Admittedly, the above complaint is slightly pedantic, in a science-teacher sort of way. Here is the relevant part of the listening comprehension passage that the question is based on:
There is a type of ice all over Antarctica called blue ice. Blue ice is formed at the very deepest layers of icebergs and glaciers when, over millions of years, the oxygen within the ice is forced out by the weight of the material on top. In small chunks this incredibly dense ice is perfectly clear—so clear that once you see it, you realize that you’ve never seen clear ice before—and in large chunks it absorbs light at the red end of the spectrum and appears to glow blue, as if from some inner source of illumination.
Obviously, the author is committing the conflation of miniscule air bubbles (the actual reason why white ice looks white) with “oxygen”. There is no major harm to a student's ability to reason being done here. Still, the “correct answer” to the question is plainly wrong, and betrays a rather unfortunate lack of scientific critical thinking on the part of the item writers, and the NYSED team that approved the question. At the very least, a different question could be asked to get at the same skill, one that didn’t rely on an inaccurate premise. But maybe I’m just being nit-picky here. If this were the only instance of this type of thing, I wouldn’t be writing this article….

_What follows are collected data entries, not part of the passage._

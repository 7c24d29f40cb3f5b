//! Now-playing widget poller and live progress tracking.

use crate::Result;
use crate::config::WidgetConfig;
use skiff_types::PlayerState;
use std::time::{Duration, Instant};
use tokio::sync::{mpsc, watch};
use tracing::debug;

const TIMEOUT: Duration = Duration::from_secs(10);

/// Remaining-track window under which an off-schedule poll is requested,
/// so the widget flips to the next track without waiting a full interval.
const FORCE_REFRESH_REMAIN: Duration = Duration::from_millis(600);

/// Minimum spacing between forced polls.
const FORCE_REFRESH_SPACING: Duration = Duration::from_millis(1500);

/// Handle to the now-playing poll loop.
pub struct PlayerFeed {
    pub state: watch::Receiver<PlayerState>,
    refresh: mpsc::Sender<()>,
}

impl PlayerFeed {
    /// Ask the poller for an off-schedule refresh. A full queue means one
    /// is already pending and the request is dropped.
    pub fn request_refresh(&self) {
        let _ = self.refresh.try_send(());
    }
}

/// Spawn the now-playing poll loop. Fetches run strictly one at a time; a
/// slow response delays the next tick instead of overlapping it.
///
/// # Errors
///
/// Returns an error if the HTTP client cannot be constructed.
pub fn player_feed(config: &WidgetConfig) -> Result<PlayerFeed> {
    let client = reqwest::Client::builder().timeout(TIMEOUT).build()?;
    let url = format!("{}/spotify", config.api_base);
    let poll = Duration::from_millis(config.player_poll_millis);
    let (tx, rx) = watch::channel(PlayerState::default());
    let (refresh_tx, mut refresh_rx) = mpsc::channel::<()>(1);

    tokio::spawn(async move {
        loop {
            match fetch(&client, &url).await {
                Ok(state) => {
                    if tx.send(state).is_err() {
                        break;
                    }
                }
                Err(e) => debug!("player fetch failed: {e}"),
            }
            tokio::select! {
                () = tokio::time::sleep(poll) => {}
                received = refresh_rx.recv() => {
                    if received.is_none() {
                        break;
                    }
                }
            }
        }
    });

    Ok(PlayerFeed {
        state: rx,
        refresh: refresh_tx,
    })
}

async fn fetch(client: &reqwest::Client, url: &str) -> Result<PlayerState> {
    Ok(client
        .get(url)
        .send()
        .await?
        .error_for_status()?
        .json()
        .await?)
}

/// Live progress between polls. Owns the last sync instant and the
/// forced-refresh timestamp; one tracker per rendered player widget.
#[derive(Debug)]
pub struct ProgressTracker {
    base_ms: u64,
    synced_at: Instant,
    last_forced: Option<Instant>,
}

impl Default for ProgressTracker {
    fn default() -> Self {
        Self::new()
    }
}

impl ProgressTracker {
    #[must_use]
    pub fn new() -> Self {
        Self {
            base_ms: 0,
            synced_at: Instant::now(),
            last_forced: None,
        }
    }

    /// Record a fresh server-side progress value.
    pub fn sync(&mut self, state: &PlayerState) {
        self.base_ms = state.track.as_ref().map_or(0, |track| track.progress);
        self.synced_at = Instant::now();
    }

    /// Interpolated progress in milliseconds, clamped to the track length.
    /// A paused track holds at its last synced position.
    #[must_use]
    pub fn live_ms(&self, state: &PlayerState) -> u64 {
        let Some(track) = state.track.as_ref().filter(|_| state.is_active) else {
            return 0;
        };
        if !track.is_playing {
            return self.base_ms.min(track.duration);
        }
        let elapsed = u64::try_from(self.synced_at.elapsed().as_millis()).unwrap_or(u64::MAX);
        self.base_ms.saturating_add(elapsed).min(track.duration)
    }

    /// Progress as a 0-100 percentage.
    #[must_use]
    // track durations are far below 2^52 ms, the division is exact enough
    #[allow(clippy::cast_precision_loss)]
    pub fn percent(&self, state: &PlayerState) -> f64 {
        let Some(track) = state.track.as_ref() else {
            return 0.0;
        };
        if track.duration == 0 {
            return 0.0;
        }
        let pct = self.live_ms(state) as f64 / track.duration as f64 * 100.0;
        pct.clamp(0.0, 100.0)
    }

    /// Whether the track tail warrants an off-schedule poll, at most once
    /// per spacing window.
    pub fn should_force_refresh(&mut self, state: &PlayerState) -> bool {
        let Some(track) = state.track.as_ref() else {
            return false;
        };
        if !track.is_playing || track.duration == 0 {
            return false;
        }
        let remain = track.duration.saturating_sub(self.live_ms(state));
        if Duration::from_millis(remain) > FORCE_REFRESH_REMAIN {
            return false;
        }
        if self
            .last_forced
            .is_some_and(|at| at.elapsed() < FORCE_REFRESH_SPACING)
        {
            return false;
        }
        self.last_forced = Some(Instant::now());
        true
    }
}

/// Format milliseconds as m:ss for progress display.
#[must_use]
pub fn fmt_time(ms: u64) -> String {
    let secs = ms / 1000;
    format!("{}:{:02}", secs / 60, secs % 60)
}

- On this month’s middle-school ELA assessments, students were presented with a reading on the evidence for and against the existence of Sasquatch. One of the follow-up multiple choice items asked students for the most convincing evidence that the mythical beast actually exists
Now we’re moving well away from a “harmless” lapse in rigorous term usage. Students need to provide evidence that supports the existence of a cryptozoological urban legend? Perhaps we should have them write arguments in favor of the Miasma theory of disease next.

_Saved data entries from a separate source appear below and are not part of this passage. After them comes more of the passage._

//! Shared types for the skiff start page.
//!
//! This crate provides the data model used across skiff-core and skiff-tui:
//! registry entries, classified queries, suggestions with highlight spans,
//! and the widget payloads served by the start-page backend.

use serde::{Deserialize, Deserializer, Serialize};

/// Deserialize a Vec that may be null or missing (both become empty vec)
fn deserialize_null_as_empty_vec<'de, D, T>(deserializer: D) -> Result<Vec<T>, D::Error>
where
    D: Deserializer<'de>,
    T: Deserialize<'de>,
{
    let opt: Option<Vec<T>> = Option::deserialize(deserializer)?;
    Ok(opt.unwrap_or_default())
}

/// One registry record. The command key lives outside the entry (it is the
/// registry's map key); an entry without a `name` is a hidden sub-command,
/// addressable but never listed.
#[derive(Debug, Clone, Default, PartialEq, Eq, Serialize, Deserialize)]
#[serde(rename_all = "camelCase")]
pub struct CommandEntry {
    /// Display label. `None` marks a hidden sub-command.
    #[serde(default, skip_serializing_if = "Option::is_none")]
    pub name: Option<String>,

    /// Base destination URL (required, absolute).
    pub url: String,

    /// URL template with a `{}` placeholder, relative to `url` or absolute.
    #[serde(default, skip_serializing_if = "Option::is_none")]
    pub search_template: Option<String>,

    /// Static suggestion strings, either bare search terms or
    /// fully-qualified "key+delimiter+term" strings.
    #[serde(default, deserialize_with = "deserialize_null_as_empty_vec")]
    pub suggestions: Vec<String>,
}

impl CommandEntry {
    /// Whether the entry appears in command listings.
    #[must_use]
    pub fn is_visible(&self) -> bool {
        self.name.is_some()
    }
}

/// Result of classifying one raw input string. Created fresh on every input
/// event and every submit; never persisted.
#[derive(Debug, Clone, Default, PartialEq, Eq, Serialize)]
#[serde(rename_all = "camelCase")]
pub struct ResolvedQuery {
    /// Original text, trimmed.
    pub query: String,

    /// Final destination URL.
    pub url: String,

    /// Matched command key, when a registry entry was involved.
    #[serde(skip_serializing_if = "Option::is_none")]
    pub key: Option<String>,

    /// Trailing path segment captured by a path-delimiter split.
    #[serde(skip_serializing_if = "Option::is_none")]
    pub path: Option<String>,

    /// Trailing search text captured by a search-delimiter split, or the
    /// full text when the query fell through to the default web search.
    #[serde(skip_serializing_if = "Option::is_none")]
    pub search: Option<String>,

    /// Delimiter that produced the match; the suggestion provider uses it
    /// to reconstruct fully-qualified suggestion strings.
    #[serde(skip_serializing_if = "Option::is_none")]
    pub split_by: Option<char>,
}

/// Byte range of the highlighted match inside a suggestion.
#[derive(Debug, Clone, Copy, PartialEq, Eq, Serialize)]
pub struct HighlightSpan {
    pub start: usize,
    pub end: usize,
}

/// One rendered suggestion: literal text plus the pre-computed span of the
/// case-insensitive match of the committed query, if any.
#[derive(Debug, Clone, PartialEq, Eq, Serialize)]
pub struct Suggestion {
    pub text: String,

    #[serde(skip_serializing_if = "Option::is_none")]
    pub matched: Option<HighlightSpan>,
}

impl Suggestion {
    /// A suggestion shown unsegmented (no match found).
    #[must_use]
    pub fn plain(text: impl Into<String>) -> Self {
        Self {
            text: text.into(),
            matched: None,
        }
    }
}

/// Payload of the backend's `GET /weather`. All fields are null until the
/// backend completes its first upstream fetch.
#[derive(Debug, Clone, Default, PartialEq, Serialize, Deserialize)]
pub struct WeatherSnapshot {
    pub description_ru: Option<String>,
    pub description_en: Option<String>,
    pub temp: Option<f64>,
}

/// Payload of the backend's `GET /spotify`.
#[derive(Debug, Clone, Default, PartialEq, Serialize, Deserialize)]
pub struct PlayerState {
    pub is_active: bool,
    pub track: Option<Track>,
}

/// Currently-playing track as reported by the backend. Durations and
/// progress are in milliseconds.
#[derive(Debug, Clone, Default, PartialEq, Serialize, Deserialize)]
pub struct Track {
    pub track_id: String,
    pub title: String,
    pub release_date: String,
    pub artist: String,
    pub image: String,
    pub is_playing: bool,
    pub explicit: bool,
    pub duration: u64,
    pub progress: u64,
}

Both of these examples are illustrative of what I would suggest is a really unfortunate interpretation of Common Core ELA shift #4: “Text Based Answers”. Apparently, if it’s in the text, it is now sacrosanct, regardless of its bearing on actual, observable, reality. As a scientist, I'm saddened to see such dogmatic insistence on text. Science is a subject that deals with evidence outside of authority. Treating text as an authority above questioning is exactly the opposite of how the process that powers every aspect of the modern world works. On another level, this type of training to blindly adhere to the text is exactly contrary to what I want my own students to be doing in my classes. It reinforces the notion that there are authorities who have opinions and perspectives that are more valid than those of others, even when they aren’t, by no other virtue than their authority. It’s ugly, and it’s also a major logical fallacy. We shouldn’t be assessing the ability of our students to labor under text-based delusions.

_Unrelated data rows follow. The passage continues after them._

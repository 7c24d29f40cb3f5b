//! Navigation boundary: hand resolved URLs to the host opener.

use skiff_core::overlay::{NavTarget, Navigation};
use std::process::{Command, Stdio};
use tracing::debug;

/// Spawn a command with all I/O redirected to null (fire and forget)
fn spawn_silent(program: &str, args: &[&str]) {
    let _ = Command::new(program)
        .args(args)
        .stdin(Stdio::null())
        .stdout(Stdio::null())
        .stderr(Stdio::null())
        .spawn();
}

/// Open the destination in the default browser. A terminal has no tab of
/// its own; both targets reach the same opener and the browser decides.
pub fn open(navigation: &Navigation) {
    let target = match navigation.target {
        NavTarget::NewTab => "new tab",
        NavTarget::SameTab => "same tab",
    };
    debug!("opening {} ({target})", navigation.url);
    spawn_silent("xdg-open", &[navigation.url.as_str()]);
}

I hope that NYSED, and whoever they are paying to write items re-examines this anti-science trend in the recent ELA assessments. Do we want to produce students who are capable of critical thought, and inquisitive questioning, or are we shooting for automaton-like deference to text? I certainly prefer one of these over the other, and I would like to think that the decision-makers in NYSED feel similarly.